### THE PROBLEM
Starting at the top of the entries, restate word for word each line up to and including the one with "use rustc_hash::FxHashSet;".

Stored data
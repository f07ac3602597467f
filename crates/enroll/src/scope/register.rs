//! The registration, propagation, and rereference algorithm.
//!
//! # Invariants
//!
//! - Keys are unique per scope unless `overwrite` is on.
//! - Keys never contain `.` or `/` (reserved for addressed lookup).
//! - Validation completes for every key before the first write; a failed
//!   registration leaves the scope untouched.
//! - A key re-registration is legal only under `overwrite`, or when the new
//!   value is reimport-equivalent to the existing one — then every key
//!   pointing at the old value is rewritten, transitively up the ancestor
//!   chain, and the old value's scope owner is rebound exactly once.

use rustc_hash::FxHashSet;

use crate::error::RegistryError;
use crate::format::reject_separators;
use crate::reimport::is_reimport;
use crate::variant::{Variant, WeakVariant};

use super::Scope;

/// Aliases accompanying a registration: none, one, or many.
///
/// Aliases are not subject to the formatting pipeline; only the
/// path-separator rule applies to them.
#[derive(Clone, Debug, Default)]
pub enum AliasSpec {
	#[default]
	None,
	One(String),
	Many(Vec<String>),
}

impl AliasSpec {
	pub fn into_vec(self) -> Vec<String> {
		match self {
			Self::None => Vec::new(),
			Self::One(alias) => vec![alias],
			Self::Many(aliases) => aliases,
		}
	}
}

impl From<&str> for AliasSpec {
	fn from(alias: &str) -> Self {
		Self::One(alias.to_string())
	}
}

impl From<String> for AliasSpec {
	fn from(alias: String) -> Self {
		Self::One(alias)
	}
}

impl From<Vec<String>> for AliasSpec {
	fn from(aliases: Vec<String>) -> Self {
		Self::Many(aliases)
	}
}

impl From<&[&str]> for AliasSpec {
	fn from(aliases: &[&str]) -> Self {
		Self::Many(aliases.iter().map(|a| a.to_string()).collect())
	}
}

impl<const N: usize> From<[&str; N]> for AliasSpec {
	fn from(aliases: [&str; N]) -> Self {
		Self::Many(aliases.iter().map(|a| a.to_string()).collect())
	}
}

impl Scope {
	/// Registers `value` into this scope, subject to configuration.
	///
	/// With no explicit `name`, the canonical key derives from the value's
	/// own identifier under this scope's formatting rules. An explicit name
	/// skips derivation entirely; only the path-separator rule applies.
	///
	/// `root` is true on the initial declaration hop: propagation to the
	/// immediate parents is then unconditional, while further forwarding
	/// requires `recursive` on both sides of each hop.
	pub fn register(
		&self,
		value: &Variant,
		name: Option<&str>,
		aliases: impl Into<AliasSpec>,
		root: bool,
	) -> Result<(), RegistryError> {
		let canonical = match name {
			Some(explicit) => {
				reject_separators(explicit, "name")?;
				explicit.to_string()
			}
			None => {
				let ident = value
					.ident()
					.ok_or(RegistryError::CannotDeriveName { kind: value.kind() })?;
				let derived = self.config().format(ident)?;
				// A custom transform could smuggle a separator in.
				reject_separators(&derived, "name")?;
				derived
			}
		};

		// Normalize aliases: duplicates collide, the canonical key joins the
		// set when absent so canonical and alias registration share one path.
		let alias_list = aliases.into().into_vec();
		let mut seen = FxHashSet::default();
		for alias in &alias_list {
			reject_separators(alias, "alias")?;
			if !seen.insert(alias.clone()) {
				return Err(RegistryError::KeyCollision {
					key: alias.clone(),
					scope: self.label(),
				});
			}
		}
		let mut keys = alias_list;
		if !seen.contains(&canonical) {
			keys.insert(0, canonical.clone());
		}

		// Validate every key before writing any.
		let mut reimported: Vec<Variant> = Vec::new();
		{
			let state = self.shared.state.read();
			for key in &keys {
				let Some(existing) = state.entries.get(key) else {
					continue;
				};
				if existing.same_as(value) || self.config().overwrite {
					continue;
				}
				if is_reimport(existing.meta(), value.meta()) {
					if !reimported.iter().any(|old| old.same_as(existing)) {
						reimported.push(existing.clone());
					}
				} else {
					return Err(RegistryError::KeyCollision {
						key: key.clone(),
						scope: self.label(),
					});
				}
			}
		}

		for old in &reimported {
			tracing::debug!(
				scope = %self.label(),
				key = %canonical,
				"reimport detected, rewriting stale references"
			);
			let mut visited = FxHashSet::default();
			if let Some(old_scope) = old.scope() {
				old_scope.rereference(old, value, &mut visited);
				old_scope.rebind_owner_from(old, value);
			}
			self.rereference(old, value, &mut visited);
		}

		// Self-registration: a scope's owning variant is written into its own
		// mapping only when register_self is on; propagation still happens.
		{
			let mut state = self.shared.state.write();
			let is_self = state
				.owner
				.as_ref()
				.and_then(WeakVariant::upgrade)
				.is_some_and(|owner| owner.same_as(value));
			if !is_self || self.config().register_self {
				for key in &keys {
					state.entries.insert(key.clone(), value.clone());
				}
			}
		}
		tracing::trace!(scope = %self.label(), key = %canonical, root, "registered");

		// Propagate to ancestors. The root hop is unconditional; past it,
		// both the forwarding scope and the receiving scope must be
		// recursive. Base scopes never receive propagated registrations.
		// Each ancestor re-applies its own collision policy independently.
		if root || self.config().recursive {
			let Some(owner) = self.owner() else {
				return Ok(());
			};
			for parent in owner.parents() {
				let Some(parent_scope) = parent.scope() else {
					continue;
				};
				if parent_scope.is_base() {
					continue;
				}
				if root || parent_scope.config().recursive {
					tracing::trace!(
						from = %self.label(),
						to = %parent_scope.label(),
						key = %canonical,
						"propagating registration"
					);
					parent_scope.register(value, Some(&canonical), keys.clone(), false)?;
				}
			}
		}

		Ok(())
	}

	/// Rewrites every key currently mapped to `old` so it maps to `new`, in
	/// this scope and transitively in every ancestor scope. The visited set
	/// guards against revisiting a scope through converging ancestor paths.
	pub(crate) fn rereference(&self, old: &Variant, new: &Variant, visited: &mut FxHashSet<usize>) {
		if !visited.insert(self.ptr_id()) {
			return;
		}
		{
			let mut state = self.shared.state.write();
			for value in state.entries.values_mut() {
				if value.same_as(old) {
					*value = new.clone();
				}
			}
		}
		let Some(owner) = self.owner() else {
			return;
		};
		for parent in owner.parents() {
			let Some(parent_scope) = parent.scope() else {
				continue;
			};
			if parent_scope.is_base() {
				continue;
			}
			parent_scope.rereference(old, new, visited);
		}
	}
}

### EXPECTED OUTPUT
repository f07ac3602597467f
filename crates/enroll/src/scope/register.rs
//! The registration, propagation, and rereference algorithm.
//!
//! # Invariants
//!
//! - Keys are unique per scope unless `overwrite` is on.
//! - Keys never contain `.` or `/` (reserved for addressed lookup).
//! - Validation completes for every key before the first write; a failed
//!   registration leaves the scope untouched.
//! - A key re-registration is legal only under `overwrite`, or when the new
//!   value is reimport-equivalent to the existing one — then every key
//!   pointing at the old value is rewritten, transitively up the ancestor
//!   chain, and the old value's scope owner is rebound exactly once.

use rustc_hash::FxHashSet;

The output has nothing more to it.